• [WHAT IS EXPECTED] Filter the records down to the lines that hold the word "checked", and copy each of those lines.

SOURCE RECORDS section start

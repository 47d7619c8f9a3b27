use super::model::{Dataset, FieldValue, TimeAxis, Timestamp};
use crate::error::TimestampError;

/// Build the time axis for `dataset` from the microsecond ticks in
/// `timestamp_key`.
///
/// The axis always has one entry per row. Rows without a usable tick get
/// `None`; only a dataset where no row is usable is an error.
pub fn normalize(dataset: &Dataset, timestamp_key: &str) -> Result<TimeAxis, TimestampError> {
    let entries: Vec<Option<Timestamp>> = dataset
        .records()
        .iter()
        .map(|rec| rec.get(timestamp_key).and_then(parse_ticks))
        .collect();

    let axis = TimeAxis::new(entries);
    let valid = axis.valid_count();
    if valid == 0 {
        return Err(TimestampError::Unparseable {
            key: timestamp_key.to_string(),
        });
    }
    if valid < axis.len() {
        log::warn!(
            "{} of {} rows have no usable '{}' value",
            axis.len() - valid,
            axis.len(),
            timestamp_key
        );
    }
    Ok(axis)
}

/// Interpret one raw value as integer microseconds since the epoch.
fn parse_ticks(value: &FieldValue) -> Option<Timestamp> {
    let micros = match value {
        FieldValue::Integer(i) => *i,
        FieldValue::Float(f) if f.fract() == 0.0 && f.is_finite() => {
            if *f < i64::MIN as f64 || *f >= i64::MAX as f64 {
                return None;
            }
            *f as i64
        }
        FieldValue::String(s) => s.trim().parse::<i64>().ok()?,
        _ => return None,
    };
    Timestamp::from_micros(micros)
}
use super::model::Dataset;
use crate::error::SchemaError;

/// Check that `dataset` can be plotted at all.
///
/// Rows may carry different key sets; a key counts as present if any row has
/// it. Returns the candidate fields that appear somewhere, in candidate order.
pub fn validate(
    dataset: &Dataset,
    timestamp_key: &str,
    candidate_fields: &[String],
) -> Result<Vec<String>, SchemaError> {
    if !dataset.has_column(timestamp_key) {
        return Err(SchemaError::MissingTimestamp(timestamp_key.to_string()));
    }

    let available: Vec<String> = candidate_fields
        .iter()
        .filter(|field| dataset.has_column(field))
        .cloned()
        .collect();

    if available.is_empty() {
        return Err(SchemaError::NoRecognizedFields(candidate_fields.to_vec()));
    }
    Ok(available)
}
//! Teleops Dash - time-series dashboard for teleoperated-vehicle telemetry
//!
//! Reads a JSON Lines log, keeps going past malformed lines, and turns the
//! configured signal fields into windowed time series.
//!
//! ## Module Structure
//!
//! - [`data`] - Record parsing, loading, validation, time axis, extraction
//! - [`pipeline`] - One run of the data layer for a [`config::DashboardConfig`]
//! - [`config`] - Per-deployment settings
//! - [`error`] - Error types for each pipeline stage
//! - [`app`], [`state`], [`ui`], [`color`] - egui front end

pub mod app;
pub mod color;
pub mod config;
pub mod data;
pub mod error;
pub mod pipeline;
pub mod state;
pub mod ui;
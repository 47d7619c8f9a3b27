use eframe::egui::{self, Color32, RichText, ScrollArea, Ui};

use crate::data::model::{FieldValue, TimeWindow, Timestamp};
use crate::data::summary::ColumnStats;
use crate::state::AppState;

/// Rows shown under "First few rows".
const HEAD_ROWS: usize = 5;

// ---------------------------------------------------------------------------
// Left side panel – time range, fields, defects
// ---------------------------------------------------------------------------

/// Render the left control panel.
pub fn side_panel(ui: &mut Ui, state: &mut AppState) {
    if let Some(logo) = &state.config.logo_path {
        let uri = format!("file://{}", logo.display());
        ui.vertical_centered(|ui: &mut Ui| {
            ui.add(
                egui::Image::new(uri)
                    .max_width(ui.available_width() * 0.8)
                    .max_height(120.0),
            );
        });
        ui.add_space(4.0);
    }

    ui.heading(&state.config.title);
    ui.separator();

    let Some(bounds) = state.data.as_ref().and_then(|d| d.time_bounds()) else {
        ui.label("No log loaded.");
        return;
    };

    ScrollArea::vertical()
        .auto_shrink([false, false])
        .show(ui, |ui: &mut Ui| {
            time_range(ui, state, bounds);
            ui.separator();
            field_toggles(ui, state);
            ui.separator();
            defects_list(ui, state);
        });
}

fn time_range(ui: &mut Ui, state: &mut AppState, bounds: TimeWindow) {
    ui.strong("Select Time Range");

    let current = state.window.unwrap_or(bounds);
    let mut start = current.start.as_micros();
    let mut end = current.end.as_micros();
    let range = bounds.start.as_micros()..=bounds.end.as_micros();

    let format = |v: f64, _: std::ops::RangeInclusive<usize>| {
        Timestamp::from_micros(v as i64)
            .map(|t| t.to_string())
            .unwrap_or_default()
    };

    let start_changed = ui
        .add(
            egui::Slider::new(&mut start, range.clone())
                .text("start")
                .custom_formatter(format),
        )
        .changed();
    let end_changed = ui
        .add(
            egui::Slider::new(&mut end, range)
                .text("end")
                .custom_formatter(format),
        )
        .changed();

    if start_changed || end_changed {
        // Keep start <= end by dragging the other handle along.
        if start_changed && start > end {
            end = start;
        } else if end_changed && end < start {
            start = end;
        }
        if let (Some(s), Some(e)) = (Timestamp::from_micros(start), Timestamp::from_micros(end)) {
            state.set_window(TimeWindow::new(s, e));
        }
    }

    if ui.small_button("Reset").clicked() {
        state.reset_window();
    }
}

fn field_toggles(ui: &mut Ui, state: &mut AppState) {
    ui.strong("Fields");
    let fields: Vec<(String, usize)> = state
        .series
        .iter()
        .map(|s| (s.field.clone(), s.len()))
        .collect();

    for (field, n) in fields {
        let mut checked = state.is_visible(&field);
        let text = RichText::new(format!("{field}  ({n})")).color(state.colors.color_for(&field));
        if ui.checkbox(&mut checked, text).changed() {
            state.toggle_field(&field);
        }
    }
}

fn defects_list(ui: &mut Ui, state: &AppState) {
    let Some(data) = &state.data else {
        return;
    };
    let header = format!("Skipped lines ({})", data.defects.len());
    egui::CollapsingHeader::new(RichText::new(header).strong())
        .id_salt("defects")
        .default_open(!data.defects.is_empty())
        .show(ui, |ui: &mut Ui| {
            if data.defects.is_empty() {
                ui.label("None");
            }
            for defect in &data.defects {
                ui.label(RichText::new(defect.to_string()).color(Color32::YELLOW));
            }
        });
}

// ---------------------------------------------------------------------------
// Debug / info section (top of the central panel)
// ---------------------------------------------------------------------------

pub fn debug_panel(ui: &mut Ui, state: &AppState) {
    let Some(data) = &state.data else {
        return;
    };

    egui::CollapsingHeader::new("Debug / Info Panel")
        .id_salt("debug_panel")
        .default_open(false)
        .show(ui, |ui: &mut Ui| {
            ui.strong("Data Summary:");
            let summary = &data.summary;
            ui.label(format!(
                "{} rows, {} skipped lines, {} columns",
                summary.rows,
                summary.defects,
                summary.columns.len()
            ));

            ScrollArea::horizontal()
                .id_salt("summary_scroll")
                .show(ui, |ui: &mut Ui| {
                    egui::Grid::new("summary_grid")
                        .striped(true)
                        .show(ui, |ui: &mut Ui| {
                            for heading in [
                                "column", "count", "unique", "top", "freq", "mean", "std", "min",
                                "25%", "50%", "75%", "max",
                            ] {
                                ui.strong(heading);
                            }
                            ui.end_row();

                            for col in &summary.columns {
                                ui.label(&col.name);
                                ui.label(col.count.to_string());
                                stats_cells(ui, &col.stats);
                                ui.end_row();
                            }
                        });
                });

            ui.add_space(6.0);
            ui.strong("First Few Rows:");
            ScrollArea::horizontal()
                .id_salt("head_scroll")
                .show(ui, |ui: &mut Ui| {
                    let columns = data.dataset.column_names();
                    egui::Grid::new("head_grid")
                        .striped(true)
                        .show(ui, |ui: &mut Ui| {
                            ui.strong("line");
                            for col in columns {
                                ui.strong(col);
                            }
                            ui.end_row();

                            for rec in data.dataset.head(HEAD_ROWS) {
                                ui.label(rec.line_number.to_string());
                                for col in columns {
                                    let cell = rec.get(col).unwrap_or(&FieldValue::Null);
                                    ui.label(cell.to_string());
                                }
                                ui.end_row();
                            }
                        });
                });
        });
}

fn stats_cells(ui: &mut Ui, stats: &ColumnStats) {
    let num = |v: f64| format!("{v:.4}");
    match stats {
        ColumnStats::Numeric {
            mean,
            std,
            min,
            q25,
            median,
            q75,
            max,
        } => {
            for _ in 0..3 {
                ui.label("");
            }
            ui.label(num(*mean));
            ui.label(std.map(num).unwrap_or_default());
            for v in [min, q25, median, q75, max] {
                ui.label(num(*v));
            }
        }
        ColumnStats::Categorical { unique, top, freq } => {
            ui.label(unique.to_string());
            ui.label(top.as_ref().map(|v| v.to_string()).unwrap_or_default());
            ui.label(freq.to_string());
            for _ in 0..7 {
                ui.label("");
            }
        }
    }
}

// ---------------------------------------------------------------------------
// Top bar
// ---------------------------------------------------------------------------

/// Render the top menu / toolbar.
pub fn top_bar(ui: &mut Ui, state: &mut AppState) {
    egui::menu::bar(ui, |ui: &mut Ui| {
        ui.menu_button("File", |ui: &mut Ui| {
            if ui.button("Open log…").clicked() {
                open_file_dialog(state);
                ui.close_menu();
            }
            if ui.button("Reload").clicked() {
                state.reload();
                ui.close_menu();
            }
        });

        ui.separator();
        ui.label(state.config.log_path.display().to_string());

        if let Some(data) = &state.data {
            ui.separator();
            ui.label(format!(
                "{} records, {} skipped lines",
                data.dataset.len(),
                data.defects.len()
            ));
        }

        if let Some(msg) = &state.error_message {
            ui.separator();
            ui.label(RichText::new(msg).color(Color32::RED));
        }
    });
}

// ---------------------------------------------------------------------------
// File dialog
// ---------------------------------------------------------------------------

pub fn open_file_dialog(state: &mut AppState) {
    let file = rfd::FileDialog::new()
        .set_title("Open telemetry log")
        .add_filter("Log files", &["log", "jsonl", "ndjson", "json"])
        .add_filter("All files", &["*"])
        .pick_file();

    if let Some(path) = file {
        log::info!("Opening {}", path.display());
        state.open_log(path);
    }
}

SOURCE RECORDS section end

• [RESULT FOR THIS TASK]
        let mut checked = state.is_visible(&field);
        if ui.checkbox(&mut checked, text).changed() {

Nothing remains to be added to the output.